Notes on Semaphores
Using a semaphore to access a shared resource does not increase interrupt latency. If an ISR or the current task makes a higher priority task ready-to-run while accessing shared data, the higher priority task executes immediately.
An application may have as many semaphores as required to protect a variety of different resources. For example, one semaphore may be used to access a shared display, another to access a shared printer, another for shared data structures, and another to protect a pool of buffers, etc. However, it is preferable to use semaphores to protect access to I/O devices rather than memory locations.
Semaphores are often overused. The use of a semaphore to access a simple shared variable is overkill in most situations. The overhead involved in acquiring and releasing the semaphore consumes valuable CPU time. You can perform the job more efficiently by disabling and enabling interrupts, however there is an indirect cost to disabling interrupts: even higher priority tasks that do not share the specific resource are blocked from using the CPU. Suppose, for instance, that two tasks share a 32-bit integer variable. The first task increments the variable, while the second task clears it.
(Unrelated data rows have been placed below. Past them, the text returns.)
//! A plain reference counter used to coordinate shared ownership of one heap object.
//!
//! The counter is deliberately not atomic: it is meant for single-threaded
//! (or externally synchronized) use on small targets, where an atomic RMW
//! on every clone is not worth paying for.
//! Because it is built on [`Cell`], a `RefCount` is `!Sync`,
//! so the compiler refuses to share one across threads.
//!
//! A `RefCount` never frees anything itself; the owning handle type
//! inspects the value returned by [`RefCount::decrement()`] and decides.

#![no_std]

#[cfg(test)]
mod test;

use core::{cell::Cell, fmt};

/// Counts the live owning handles that share a single heap allocation.
pub struct RefCount {
    refs: Cell<isize>,
}

impl RefCount {
    /// Creates a counter with zero references.
    ///
    /// The first owning handle is expected to call [`RefCount::increment()`]
    /// right after allocating the counter.
    pub const fn new() -> RefCount {
        RefCount { refs: Cell::new(0) }
    }

    /// Records one more owning handle.
    #[inline]
    pub fn increment(&self) {
        self.refs.set(self.refs.get() + 1);
    }

    /// Records that one owning handle went away, and returns the resulting count.
    ///
    /// A returned value of `0` means the caller was the last owner.
    #[inline]
    pub fn decrement(&self) -> isize {
        let refs = self.refs.get() - 1;
        debug_assert!(refs >= 0, "RefCount decremented below zero");
        self.refs.set(refs);
        refs
    }

    /// Returns the current number of owning handles.
    #[inline]
    pub fn count(&self) -> isize {
        self.refs.get()
    }
}

impl Default for RefCount {
    fn default() -> Self {
        RefCount::new()
    }
}

impl fmt::Debug for RefCount {
    fn fmt(&self, f: &mut fmt::Formatter<'_>) -> fmt::Result {
        f.debug_struct("RefCount").field("refs", &self.refs.get()).finish()
    }
}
When considering how long a processor takes to perform either operation, it is easy to see that a semaphore is not required to gain exclusive access to the variable. Each task simply needs to disable interrupts before performing its operation on the variable and enable interrupts when the operation is complete. A semaphore should be used if the variable is a floating-point variable and the microprocessor does not support hardware floating-point operations. In this case, the time involved in processing the floating-point variable may affect interrupt latency if interrupts are disabled.
Semaphores are subject to a serious problem in real-time systems called priority inversion, which is described in Priority Inversions.